Powerful New Tool for Smoke Forecasting

Summer is smoke season over the Pacific Northwest, and forecasters, air quality managers, and others have a powerful new tool for predicting the smoke distribution: NOAA/NWS's HRRR Smoke.

As I have discussed before,  HRRR stands for High Resolution Rapid Refresh, a NOAA/NWS numerical weather prediction system that produces high-resolution (3-km grid spacing) analyses and forecasts every hour.  This modeling system was a major advance for short-term prediction, also known as nowcasting.

More recently, HRRR-Smoke was developed, a modeling system that predicts the distribution of smoke over the U.S..   HRRR-Smoke makes use of the atmospheric chemistry capabilities of the WRF-Chem modeling system, and determines the  distribution of fires (and their intensity) based on satellite observations.   It then runs fire models that simulate the production of smoke that the wind field of HRRR smoke moves around.

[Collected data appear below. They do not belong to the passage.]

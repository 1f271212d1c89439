//! Dilithium mode 3 (NIST security category 3): `K = 6`, `L = 5`, `eta = 4`.
//!
//! Instantiates the generic core in `scheme.rs` with this mode's literal
//! dimensions and mode parameters; byte-size constants match the table in
//! SPEC_FULL.md §3 (PK 1952 / SK 4000 / Sig 3293 bytes).

use rand_core::{CryptoRng, RngCore};

use crate::keys;
use crate::packing::pack_w1;
use crate::params::{POLYT0_PACKEDBYTES, POLYT1_PACKEDBYTES, Q, SEEDBYTES, TRBYTES};
use crate::polyvec::PolyVec;
use crate::scheme;
use crate::traits::{self, SignatureError, SignatureScheme};
use crate::xof::shake256;

pub const K: usize = 6;
pub const L: usize = 5;
pub const ETA: i32 = 4;
pub const TAU: usize = 49;
pub const BETA: i32 = TAU as i32 * ETA;
pub const GAMMA1: i32 = 1 << 19;
pub const GAMMA1_BITS: u32 = 19;
pub const GAMMA2: i32 = (Q - 1) / 32;
pub const OMEGA: usize = 55;

const ETA_PACKEDBYTES: usize = 128;
const Z_PACKEDBYTES: usize = 640;
const W1_PACKEDBYTES: usize = 128;

pub const PUBLIC_KEY_BYTES: usize = SEEDBYTES + K * POLYT1_PACKEDBYTES;
pub const SECRET_KEY_BYTES: usize =
    2 * SEEDBYTES + TRBYTES + L * ETA_PACKEDBYTES + K * ETA_PACKEDBYTES + K * POLYT0_PACKEDBYTES;
pub const SIGNATURE_BYTES: usize = SEEDBYTES + L * Z_PACKEDBYTES + OMEGA + K;

pub type PublicKey = traits::PublicKey<PUBLIC_KEY_BYTES>;
pub type SecretKey = traits::SecretKey<SECRET_KEY_BYTES>;
pub type Signature = traits::Signature<SIGNATURE_BYTES>;

/// Dilithium, security level 3.
pub struct Dilithium3;

fn pk_digest(rho: &[u8; 32], t1: &PolyVec<K>) -> [u8; 32] {
    let mut pk_bytes = [0u8; PUBLIC_KEY_BYTES];
    keys::pack_public_key(rho, t1, &mut pk_bytes);
    let mut tr = [0u8; 32];
    shake256(&[&pk_bytes], &mut tr);
    tr
}

fn keypair_from_seed_inner(seed: &[u8; 32]) -> (PublicKey, SecretKey) {
    let out = scheme::keygen::<K, L>(seed, ETA, pk_digest);
    let mut pk_bytes = [0u8; PUBLIC_KEY_BYTES];
    keys::pack_public_key(&out.rho, &out.t1, &mut pk_bytes);
    let mut sk_bytes = [0u8; SECRET_KEY_BYTES];
    keys::pack_secret_key(&out.rho, &out.key_seed, &out.tr, &out.s1, &out.s2, &out.t0, ETA, &mut sk_bytes);
    (PublicKey(pk_bytes), SecretKey(sk_bytes))
}

fn sign_inner(sk: &SecretKey, msg: &[u8], rnd: Option<[u8; 32]>) -> Result<Signature, SignatureError> {
    let unpacked = keys::unpack_secret_key::<K, L>(sk.as_ref(), ETA)?;
    let parts = scheme::sign::<K, L>(
        &unpacked.rho,
        &unpacked.key_seed,
        &unpacked.tr,
        &unpacked.s1,
        &unpacked.s2,
        &unpacked.t0,
        msg,
        rnd,
        ETA,
        TAU,
        BETA,
        GAMMA1,
        GAMMA1_BITS,
        GAMMA2,
        OMEGA,
        |p, out| pack_w1(p, GAMMA2, out),
        W1_PACKEDBYTES,
    )?;
    let mut sig_bytes = [0u8; SIGNATURE_BYTES];
    keys::pack_signature(&parts.c_tilde, &parts.z, &parts.hint, GAMMA1, GAMMA1_BITS, OMEGA, &mut sig_bytes)?;
    Ok(Signature(sig_bytes))
}

impl SignatureScheme for Dilithium3 {
    type PublicKey = PublicKey;
    type SecretKey = SecretKey;
    type Signature = Signature;

    const PUBLIC_KEY_BYTES: usize = PUBLIC_KEY_BYTES;
    const SECRET_KEY_BYTES: usize = SECRET_KEY_BYTES;
    const SIGNATURE_BYTES: usize = SIGNATURE_BYTES;

    fn keypair<R: RngCore + CryptoRng>(rng: &mut R) -> Result<(PublicKey, SecretKey), SignatureError> {
        let mut seed = [0u8; 32];
        rng.fill_bytes(&mut seed);
        Ok(keypair_from_seed_inner(&seed))
    }

    fn keypair_from_seed(seed: &[u8; 32]) -> Result<(PublicKey, SecretKey), SignatureError> {
        Ok(keypair_from_seed_inner(seed))
    }

    fn sign(sk: &SecretKey, msg: &[u8]) -> Result<Signature, SignatureError> {
        sign_inner(sk, msg, None)
    }

    fn sign_randomized<R: RngCore + CryptoRng>(
        sk: &SecretKey,
        msg: &[u8],
        rng: &mut R,
    ) -> Result<Signature, SignatureError> {
        let mut rnd = [0u8; 32];
        rng.fill_bytes(&mut rnd);
        sign_inner(sk, msg, Some(rnd))
    }

    fn verify(pk: &PublicKey, msg: &[u8], sig: &Signature) -> Result<(), SignatureError> {
        let (rho, t1) = keys::unpack_public_key::<K>(pk.as_ref())?;
        let tr = pk_digest(&rho, &t1);
        let unpacked = keys::unpack_signature::<K, L>(sig.as_ref(), GAMMA1, GAMMA1_BITS, OMEGA)?;

        scheme::verify::<K, L>(
            &rho,
            &tr,
            &t1,
            msg,
            &unpacked.c_tilde,
            &unpacked.z,
            &unpacked.hint,
            unpacked.hint_count,
            TAU,
            BETA,
            GAMMA1,
            GAMMA2,
            OMEGA,
            |p, out| pack_w1(p, GAMMA2, out),
            W1_PACKEDBYTES,
        )
    }
}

Here is an example of HRRR-Smoke for the 24h forecast for 5 PM today.  Let's start with the national prediction--not much smoke over the Northwest, except for fires in eastern Oregon and Idaho.


 A regional image shows our area in more detail:


Currently, there are quite a few fires burning east of the Cascades, but most are not big smoke producers.  Because of moderate temperatures and normal precipitation,  fire activity in the Cascades and the Okanogan areas has been minimal (see map)

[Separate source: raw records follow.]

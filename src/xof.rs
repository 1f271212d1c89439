//! SHAKE128/SHAKE256 extendable-output wrappers used for expansion and
//! sampling throughout key generation, signing, and verification.
//!
//! Thin layer over `sha3`'s `Shake128`/`Shake256`, exposing the
//! block-at-a-time squeeze the sampling routines in `sample.rs` rely on so
//! they can request more output without re-hashing input already consumed.

use sha3::digest::{ExtendableOutput, Update, XofReader};
use sha3::{Shake128, Shake128Reader, Shake256, Shake256Reader};

/// SHAKE128-backed XOF, rate 168 bytes/block. Used to expand the public
/// matrix seed `rho` into `A-hat` and to sample masking/challenge
/// polynomials from their respective seeds.
pub struct Shake128Xof {
    reader: Shake128Reader,
}

impl Shake128Xof {
    pub const RATE: usize = 168;

    /// Absorb `parts` in order, then finalize into squeeze mode.
    pub fn new(parts: &[&[u8]]) -> Self {
        let mut hasher = Shake128::default();
        for part in parts {
            hasher.update(part);
        }
        Self { reader: hasher.finalize_xof() }
    }

    /// Squeeze exactly one 168-byte block.
    pub fn squeeze_block(&mut self) -> [u8; Self::RATE] {
        let mut block = [0u8; Self::RATE];
        self.reader.read(&mut block);
        block
    }

    /// Squeeze an arbitrary number of bytes into `out`.
    pub fn squeeze(&mut self, out: &mut [u8]) {
        self.reader.read(out);
    }
}

/// SHAKE256-backed XOF, rate 136 bytes/block. Used for `CRH`, secret-key
/// expansion (`sample_eta`), `rho'` derivation, masking-vector sampling
/// (`sample_gamma1`), and the challenge-polynomial derivation seed.
pub struct Shake256Xof {
    reader: Shake256Reader,
}

impl Shake256Xof {
    pub const RATE: usize = 136;

    pub fn new(parts: &[&[u8]]) -> Self {
        let mut hasher = Shake256::default();
        for part in parts {
            hasher.update(part);
        }
        Self { reader: hasher.finalize_xof() }
    }

    pub fn squeeze_block(&mut self) -> [u8; Self::RATE] {
        let mut block = [0u8; Self::RATE];
        self.reader.read(&mut block);
        block
    }

    pub fn squeeze(&mut self, out: &mut [u8]) {
        self.reader.read(out);
    }
}

/// One-shot SHAKE256 digest into a caller-sized output buffer (the
/// collision-resistant hash `CRH` used for `tr`, `mu`, and `rho'`).
pub fn shake256(parts: &[&[u8]], out: &mut [u8]) {
    let mut hasher = Shake256::default();
    for part in parts {
        hasher.update(part);
    }
    hasher.finalize_xof().read(out);
}

#[cfg(test)]
mod tests {
    use super::*;

    #[test]
    fn shake256_is_deterministic() {
        let mut a = [0u8; 32];
        let mut b = [0u8; 32];
        shake256(&[b"hello", b"world"], &mut a);
        shake256(&[b"hello", b"world"], &mut b);
        assert_eq!(a, b);
    }

    #[test]
    fn different_inputs_differ() {
        let mut a = [0u8; 32];
        let mut b = [0u8; 32];
        shake256(&[b"hello"], &mut a);
        shake256(&[b"world"], &mut b);
        assert_ne!(a, b);
    }

    #[test]
    fn squeeze_block_then_more_is_contiguous_with_direct_squeeze() {
        let mut xof_a = Shake128Xof::new(&[b"seed"]);
        let first_block = xof_a.squeeze_block();

        let mut xof_b = Shake128Xof::new(&[b"seed"]);
        let mut direct = [0u8; Shake128Xof::RATE];
        xof_b.squeeze(&mut direct);

        assert_eq!(first_block, direct);
    }
}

Yesterday's MODIS satellite imagery confirms that there is only limited smoke east of the Cascade crest.  Lots of low clouds over the west.


Future fires?   The latest model runs suggest a warming/drying trend over the region, with ridging (high pressure) over the eastern Pacific, as illustrated by the upper level (500 hPa) map for 11 PM Thursday.

Some areas of eastern Washington will surge to 100F or more--the latest forecast by weather.com for Yakima shows this:

Fortunately, there is little lightning expected this week, but some ongoing fires could surge as temperatures warm.

1 comment:

  1. Compared to many fields, I've consistently found that meteorologists and friends do a fairly good job with color/palette selection. One of these graphs just reminded me of how most graphs truly need to be "reverse video".

    I'll explain: I was reading the next blog post, "California Water Temperatures in the Northwest" where the usual colors give blue for "cool" and red for "warm", an admittedly usual interpretation. I typically read with black backgrounds, however, because white-text-on-black is a positive image; if I try to read a computer like a piece of paper, the big field of white washes out everything in a matter of minutes and I cannot see the negative image of the text.

    As I moved on to this article, still with the white background, I was reading the intro paragraphs, glanced down at the first map, and saw... nothing but the state outlines. "Hmmm, I guess there was no smoke this week". Reaching the end of the second paragraph I realized I was losing my ability to read, went back to white-on-black and... voila! there was smoke on the graph.

    "False color" / "reverse color" / "high contrast", whatever someone wants to label it to deem it "atypical" or "not normal for humans" is all immaterial. A simple contrast checker (second hit on favorite Internet search tool) gives a contrast of light-blue-on-white as only 3.4:1, versus light-blue-on-black as 6.2:1, versus (reverse of light blue)-on-black near 9:1, versus light-yellow-on-black as ~20:1 !

    Let's see more black backgrounds on our graphs. Some people will see those little wisps for the first time. Imagine the possibilities!